At the Kite Festival, Caleb and Sam and Olin share fruit. I was in California at the time, but I've seen the pictures of strange giant squid flying over Milwaukee.
At the Model Train Show in Kenosha. Caleb found the coolest set-up early, and refused to leave this room. This one featured G-sized tracks and trains, with one diesel and two steam locomotives on the track. (I judge a model train set-up by it's Easter eggs, and this one featured cleverly hidden pin-up girls flashing the trains as they passed. Not quite as erudite as the set I once saw that recreated classic comedy bits from the Keystone Cops and Harold Lloyd movies, but how much can one demand of Kenosha, WI?)

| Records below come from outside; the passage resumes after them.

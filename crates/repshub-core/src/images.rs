use std::sync::LazyLock;

use regex::Regex;

/// Shown when a product has no image.
pub const PLACEHOLDER_IMAGE_URL: &str = "https://via.placeholder.com/300x300?text=Sin+imagen";

static IMAGE_EXT_RE: LazyLock<Regex> =
    LazyLock::new(|| Regex::new(r"(?i)\.(jpg|jpeg|png|gif|webp)$").expect("valid regex"));
static IMGUR_PAGE_RE: LazyLock<Regex> = LazyLock::new(|| {
    Regex::new(r"imgur\.com/(?:a/|gallery/)?([a-zA-Z0-9]+)(?:\.[a-z]+)?").expect("valid regex")
});

/// Rewrites Imgur page links into direct image links.
///
/// - `i.imgur.com` links get `.jpg` appended when they have no image extension.
/// - `imgur.com/{id}`, `imgur.com/a/{id}`, `imgur.com/gallery/{id}` become
///   `https://i.imgur.com/{id}.jpg`.
/// - Anything else is returned trimmed but otherwise untouched.
#[must_use]
pub fn normalize_imgur_url(url: &str) -> String {
    let url = url.trim();

    if !url.contains("imgur.com") {
        return url.to_string();
    }

    if url.contains("i.imgur.com") {
        if IMAGE_EXT_RE.is_match(url) {
            return url.to_string();
        }
        return format!("{url}.jpg");
    }

    match IMGUR_PAGE_RE.captures(url) {
        Some(caps) => format!("https://i.imgur.com/{}.jpg", &caps[1]),
        None => url.to_string(),
    }
}

/// Normalized image URL for a product card, or the placeholder when empty.
#[must_use]
pub fn image_or_placeholder(image_url: Option<&str>) -> String {
    match image_url.map(str::trim) {
        Some(url) if !url.is_empty() => normalize_imgur_url(url),
        _ => PLACEHOLDER_IMAGE_URL.to_string(),
    }
}
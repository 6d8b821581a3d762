use thiserror::Error;

/// Errors raised while loading configuration from the environment or from
/// the brand search table on disk.
#[derive(Debug, Error)]
pub enum ConfigError {
    #[error("missing required environment variable: {0}")]
    MissingEnvVar(String),

    #[error("invalid value for {var}: {reason}")]
    InvalidEnvVar { var: String, reason: String },

    #[error("failed to read brands file {path}: {source}")]
    BrandsFileIo {
        path: String,
        #[source]
        source: std::io::Error,
    },

    #[error("failed to parse brands file: {0}")]
    BrandsFileParse(#[source] serde_yaml::Error),

    #[error("invalid brands file: {0}")]
    Validation(String),
}

#[derive(Debug, Error, PartialEq, Eq)]
pub enum CoreError {
    #[error("unknown storefront category: {0}")]
    UnknownCategory(String),

    #[error("unknown currency: {0}")]
    UnknownCurrency(String),
}
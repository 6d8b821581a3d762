use std::collections::HashMap;
use std::env::VarError;

use super::*;

fn lookup_from_map<'a>(
    map: &'a HashMap<&'a str, &'a str>,
) -> impl Fn(&str) -> Result<String, VarError> + 'a {
    move |key| {
        map.get(key)
            .map(|v| (*v).to_string())
            .ok_or(VarError::NotPresent)
    }
}

/// Returns a map with all required env vars populated with valid defaults.
fn full_env<'a>() -> HashMap<&'a str, &'a str> {
    let mut m = HashMap::new();
    m.insert("REPSHUB_CATALOG_URL", "https://catalog.example.supabase.co");
    m.insert("REPSHUB_CATALOG_ANON_KEY", "anon-test-key");
    m
}

#[test]
fn parse_environment_known_values() {
    assert_eq!(parse_environment("development"), Environment::Development);
    assert_eq!(parse_environment("test"), Environment::Test);
    assert_eq!(parse_environment("PRODUCTION"), Environment::Production);
}

#[test]
fn parse_environment_unknown_defaults_to_development() {
    assert_eq!(parse_environment("staging"), Environment::Development);
}

#[test]
fn build_app_config_fails_without_catalog_url() {
    let map: HashMap<&str, &str> = HashMap::new();
    let result = build_app_config(lookup_from_map(&map));
    assert!(
        matches!(result, Err(ConfigError::MissingEnvVar(ref v)) if v == "REPSHUB_CATALOG_URL"),
        "expected MissingEnvVar(REPSHUB_CATALOG_URL), got: {result:?}"
    );
}

#[test]
fn build_app_config_fails_without_anon_key() {
    let mut map: HashMap<&str, &str> = HashMap::new();
    map.insert("REPSHUB_CATALOG_URL", "https://catalog.example.supabase.co");
    let result = build_app_config(lookup_from_map(&map));
    assert!(
        matches!(result, Err(ConfigError::MissingEnvVar(ref v)) if v == "REPSHUB_CATALOG_ANON_KEY"),
        "expected MissingEnvVar(REPSHUB_CATALOG_ANON_KEY), got: {result:?}"
    );
}

#[test]
fn build_app_config_treats_blank_required_var_as_missing() {
    let mut map = full_env();
    map.insert("REPSHUB_CATALOG_ANON_KEY", "   ");
    let result = build_app_config(lookup_from_map(&map));
    assert!(matches!(result, Err(ConfigError::MissingEnvVar(_))));
}

#[test]
fn build_app_config_applies_defaults() {
    let map = full_env();
    let cfg = build_app_config(lookup_from_map(&map)).unwrap();
    assert_eq!(cfg.env, Environment::Development);
    assert_eq!(cfg.log_level, "info");
    assert_eq!(cfg.request_timeout_secs, 8);
    assert_eq!(cfg.featured_timeout_secs, 10);
    assert_eq!(cfg.page_size, 36);
    assert_eq!(cfg.rates_url, "https://www.dolarsi.com");
    assert!((cfg.default_ars_per_usd - 1455.0).abs() < f64::EPSILON);
    assert!(cfg.brands_path.is_none());
    assert_eq!(cfg.affiliate_codes, AffiliateCodes::default());
    assert_eq!(cfg.user_agent, "repshub/0.1 (storefront-core)");
}

#[test]
fn build_app_config_reads_overrides() {
    let mut map = full_env();
    map.insert("REPSHUB_ENV", "production");
    map.insert("REPSHUB_PAGE_SIZE", "24");
    map.insert("REPSHUB_REQUEST_TIMEOUT_SECS", "3");
    map.insert("REPSHUB_BRANDS_PATH", "./config/brands.yaml");
    map.insert("REPSHUB_KAKOBUY_AFFCODE", "myshop");
    map.insert("REPSHUB_MULEBUY_REF", "42");
    let cfg = build_app_config(lookup_from_map(&map)).unwrap();
    assert_eq!(cfg.env, Environment::Production);
    assert_eq!(cfg.page_size, 24);
    assert_eq!(cfg.request_timeout_secs, 3);
    assert_eq!(
        cfg.brands_path.as_deref(),
        Some(std::path::Path::new("./config/brands.yaml"))
    );
    assert_eq!(cfg.affiliate_codes.kakobuy_affcode, "myshop");
    assert_eq!(cfg.affiliate_codes.mulebuy_ref, "42");
    assert_eq!(cfg.affiliate_codes.hubbuy_invitation_code, "0O40qL00");
}

#[test]
fn build_app_config_rejects_zero_page_size() {
    let mut map = full_env();
    map.insert("REPSHUB_PAGE_SIZE", "0");
    let result = build_app_config(lookup_from_map(&map));
    assert!(
        matches!(result, Err(ConfigError::InvalidEnvVar { ref var, .. }) if var == "REPSHUB_PAGE_SIZE"),
        "expected InvalidEnvVar(REPSHUB_PAGE_SIZE), got: {result:?}"
    );
}

#[test]
fn build_app_config_rejects_non_numeric_timeout() {
    let mut map = full_env();
    map.insert("REPSHUB_REQUEST_TIMEOUT_SECS", "soon");
    let result = build_app_config(lookup_from_map(&map));
    assert!(
        matches!(result, Err(ConfigError::InvalidEnvVar { ref var, .. }) if var == "REPSHUB_REQUEST_TIMEOUT_SECS"),
        "expected InvalidEnvVar(REPSHUB_REQUEST_TIMEOUT_SECS), got: {result:?}"
    );
}

#[test]
fn build_app_config_rejects_non_positive_default_rate() {
    let mut map = full_env();
    map.insert("REPSHUB_DEFAULT_ARS_PER_USD", "-3");
    let result = build_app_config(lookup_from_map(&map));
    assert!(
        matches!(result, Err(ConfigError::InvalidEnvVar { ref var, .. }) if var == "REPSHUB_DEFAULT_ARS_PER_USD"),
        "expected InvalidEnvVar(REPSHUB_DEFAULT_ARS_PER_USD), got: {result:?}"
    );
}

#[test]
fn debug_output_redacts_anon_key() {
    let map = full_env();
    let cfg = build_app_config(lookup_from_map(&map)).unwrap();
    let rendered = format!("{cfg:?}");
    assert!(!rendered.contains("anon-test-key"));
    assert!(rendered.contains("[redacted]"));
}
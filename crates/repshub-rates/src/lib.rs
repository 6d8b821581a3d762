//! ARS/USD dollar quotes from the `DolarSi` public API.

pub mod client;
pub mod error;
pub mod types;

pub use client::RatesClient;
pub use error::RatesError;
pub use types::{parse_locale_decimal, Casa, CasaEntry, DollarQuotes};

Sam, Caleb, and Olin working with Play-Do. They feel that of all the arts, sculpture is the only one in which the form of the art lies latent within the medium. "One applies brush and paint," Sam said, "or one employs the camera, but within the Play-Do itself lies the final form the sculpture will take. One must only find it there, and coax it out." They made a fish, some snakes, and several blobs.
Three men in a tub. In no particular order: the butcher, the baker, the candlestick maker.
Kirsten likes to take these kind of shots of the boys coming through the tubes. I'm no Freudian analyst, so I'm just going to appreciate them for what they are.
Sam's been practicing the drums lately. We went to see Paul Cebar play the Chill on the Hill season opener in Bayview's Humbolt Park this past Tuesday, and Sam stood in the middle of a bush with two sticks and made like Neil Pert, playing Kiss covers beautiful and stoned.
I take the photos of the family suddenly emerging from the ends of slides. Again, I'm no Freudian analyst.
Sam and Caleb at their gymnastics class. I forget what this move was called when Reginald "The Crusher" Lisowski did this to Mad Dog Vachon.